Whenever a line in this data holds the word "store", report that line in full.

Data in this exercise:

◇ ◇ ◇ ◇ ◇

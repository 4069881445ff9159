//! Multiplex SRXL decoder.
//!
//! SRXL frames arrive over a 115200 baud UART. A frame is a header byte, 12 or 16 big-endian
//! channel words and a CRC-16. Frames are delimited by a pause of at least 5 ms, detected with an
//! alarm that every received byte pushes back.

use core::marker::PhantomData;
use core::sync::atomic::{AtomicU8, Ordering};

use crc::{Crc, CRC_16_XMODEM};

use crate::bank::{BankRef, FrameBanks};
use crate::decoder::{AtomicState, DecodeError, Decoder, DecoderState, FrameStatus, Hooks, NoHooks, SignalSource};
use crate::timing::{us_to_ticks, Alarm, Clock, Ticks};


pub const MAX_CHANNEL_COUNT: usize = 16;
pub const BAUDRATE: u32 = 115_200;

/// Header of a frame with 12 channels.
pub const HEADER_V1: u8 = 0xA1;
/// Header of a frame with 16 channels.
pub const HEADER_V2: u8 = 0xA2;

/// Bytes in a frame carrying `channels` channels.
pub const fn frame_len(channels: usize) -> usize {
	1 + channels * 2 + 2
}

pub const MAX_FRAME_LEN: usize = frame_len(MAX_CHANNEL_COUNT);

const SYNC_PAUSE_US: u16 = 5000;


/// CRC-16 with polynomial 0x1021 and zero initial value, sent big endian after the payload.
pub const CRC16: Crc<u16> = Crc::<u16>::new(&CRC_16_XMODEM);


/// Converts a channel word to a pulse width in microseconds. Only the low 12 bits are used.
pub fn data_to_us(value: u16) -> u16 {
	800 + (((value & 0xFFF) as u32 * 1400 + 0x800) / 0x1000) as u16
}


pub struct SrxlDecoder<C: Clock, H: Hooks = NoHooks> {
	frames: FrameBanks<MAX_FRAME_LEN>,
	status: FrameStatus,
	state: AtomicState,
	bytes_received: AtomicU8,
	hooks: H,
	_clock: PhantomData<C>,
}

impl<C: Clock, H: Hooks> SrxlDecoder<C, H> {
	const SYNC_PAUSE: Ticks = us_to_ticks(C::HZ, SYNC_PAUSE_US);

	pub const fn new(hooks: H) -> Self {
		Self {
			frames: FrameBanks::new(),
			status: FrameStatus::new(),
			state: AtomicState::new(),
			bytes_received: AtomicU8::new(0),
			hooks,
			_clock: PhantomData,
		}
	}

	pub fn state(&self) -> DecoderState {
		self.state.load()
	}

	/// Handles a byte received by the UART at `time`.
	pub fn on_byte(&self, byte: u8, time: Ticks, alarm: &mut impl Alarm) {
		alarm.schedule_at(time.wrapping_add(Self::SYNC_PAUSE));

		let index = critical_section::with(|_| {
			if self.state.load() == DecoderState::SyncDetected {
				self.state.store(DecoderState::ReceivingData);
				self.bytes_received.store(0, Ordering::Relaxed);
			}

			if self.state.load() != DecoderState::ReceivingData {
				return None;
			}

			let index = self.bytes_received.load(Ordering::Relaxed);
			if index as usize >= MAX_FRAME_LEN {
				return None;
			}
			self.bytes_received.store(index + 1, Ordering::Relaxed);
			Some(index as usize)
		});

		let Some(index) = index else {
			return;
		};

		let frame = self.frames.active();
		frame.set(index, byte);

		let length = index + 1;
		let channel_count = match frame.get(0) {
			Some(HEADER_V1) if length == frame_len(12) => 12,
			Some(HEADER_V2) if length == frame_len(16) => 16,
			_ => return,
		};

		self.process_frame(frame, length, channel_count);
	}

	/// Handles the alarm armed by [`SrxlDecoder::on_byte`]: the line has been idle for a sync pause.
	pub fn on_sync_timeout(&self) {
		self.state.store(DecoderState::SyncDetected);
		self.hooks.on_sync_detected(SignalSource::Srxl);
	}

	/// The 12-bit channel word from the last complete frame, or `None` if absent.
	pub fn channel_data(&self, channel: u8) -> Option<u16> {
		if channel >= self.status.channel_count() {
			return None;
		}

		let frame = self.frames.stable();
		let index = 1 + channel as usize * 2;

		critical_section::with(|_| {
			let high = frame.get(index)?;
			let low = frame.get(index + 1)?;
			Some(u16::from_be_bytes([high, low]) & 0xFFF)
		})
	}

	fn process_frame(&self, frame: BankRef<'_, AtomicU8, MAX_FRAME_LEN>, length: usize, channel_count: u8) {
		let payload = length - 2;
		let received = u16::from_be_bytes([frame.get(payload).unwrap_or(0), frame.get(payload + 1).unwrap_or(0)]);
		let mut digest = CRC16.digest();
		for byte in (0..payload).filter_map(|index| frame.get(index)) {
			digest.update(&[byte]);
		}
		let computed = digest.finalize();

		if computed == received {
			critical_section::with(|_| {
				self.frames.flip();
				self.status.publish(channel_count);
				self.state.store(DecoderState::SyncDetected);
			});
			self.hooks.on_frame_received(SignalSource::Srxl, channel_count);
		}
		else {
			critical_section::with(|_| {
				self.state.store(DecoderState::WaitingForSync);
				self.bytes_received.store(0, Ordering::Relaxed);
			});
			self.hooks.on_error(SignalSource::Srxl, DecodeError::Crc);
		}
	}
}

impl<C: Clock, H: Hooks> Decoder for SrxlDecoder<C, H> {
	fn source(&self) -> SignalSource {
		SignalSource::Srxl
	}

	fn is_receiving(&self) -> bool {
		self.status.is_receiving()
	}

	fn has_new_data(&self) -> bool {
		self.status.has_new_data()
	}

	fn clear_new_data(&self) {
		self.status.clear_new_data();
	}

	fn channel_count(&self) -> u8 {
		self.status.channel_count()
	}

	fn channel_pulse_width(&self, channel: u8) -> u16 {
		self.channel_data(channel).map_or(0, data_to_us)
	}

	fn run_task(&self) {
		// No frame may be published between the expiry check and the reset.
		critical_section::with(|_| {
			if self.status.tick() {
				self.reset();
			}
		});
	}

	fn reset(&self) {
		critical_section::with(|_| {
			self.state.store(DecoderState::WaitingForSync);
			self.bytes_received.store(0, Ordering::Relaxed);
			self.frames.reset();
			self.status.reset();
		});
	}
}


/// Builds frames the way a receiver would send them.
#[cfg(test)]
pub(crate) mod encode {
	use std::vec::Vec;

	use super::*;

	pub fn frame(header: u8, words: &[u16]) -> Vec<u8> {
		let mut bytes = vec![header];
		for word in words {
			bytes.extend_from_slice(&word.to_be_bytes());
		}
		let crc = CRC16.checksum(&bytes);
		bytes.extend_from_slice(&crc.to_be_bytes());
		bytes
	}
}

◇ ◇ ◇ ◇ ◇

Reply to the task:
				self.state.store(DecoderState::ReceivingData);
				self.bytes_received.store(0, Ordering::Relaxed);
			self.bytes_received.store(index + 1, Ordering::Relaxed);
		self.state.store(DecoderState::SyncDetected);
				self.state.store(DecoderState::SyncDetected);
				self.state.store(DecoderState::WaitingForSync);
				self.bytes_received.store(0, Ordering::Relaxed);
			self.state.store(DecoderState::WaitingForSync);
			self.bytes_received.store(0, Ordering::Relaxed);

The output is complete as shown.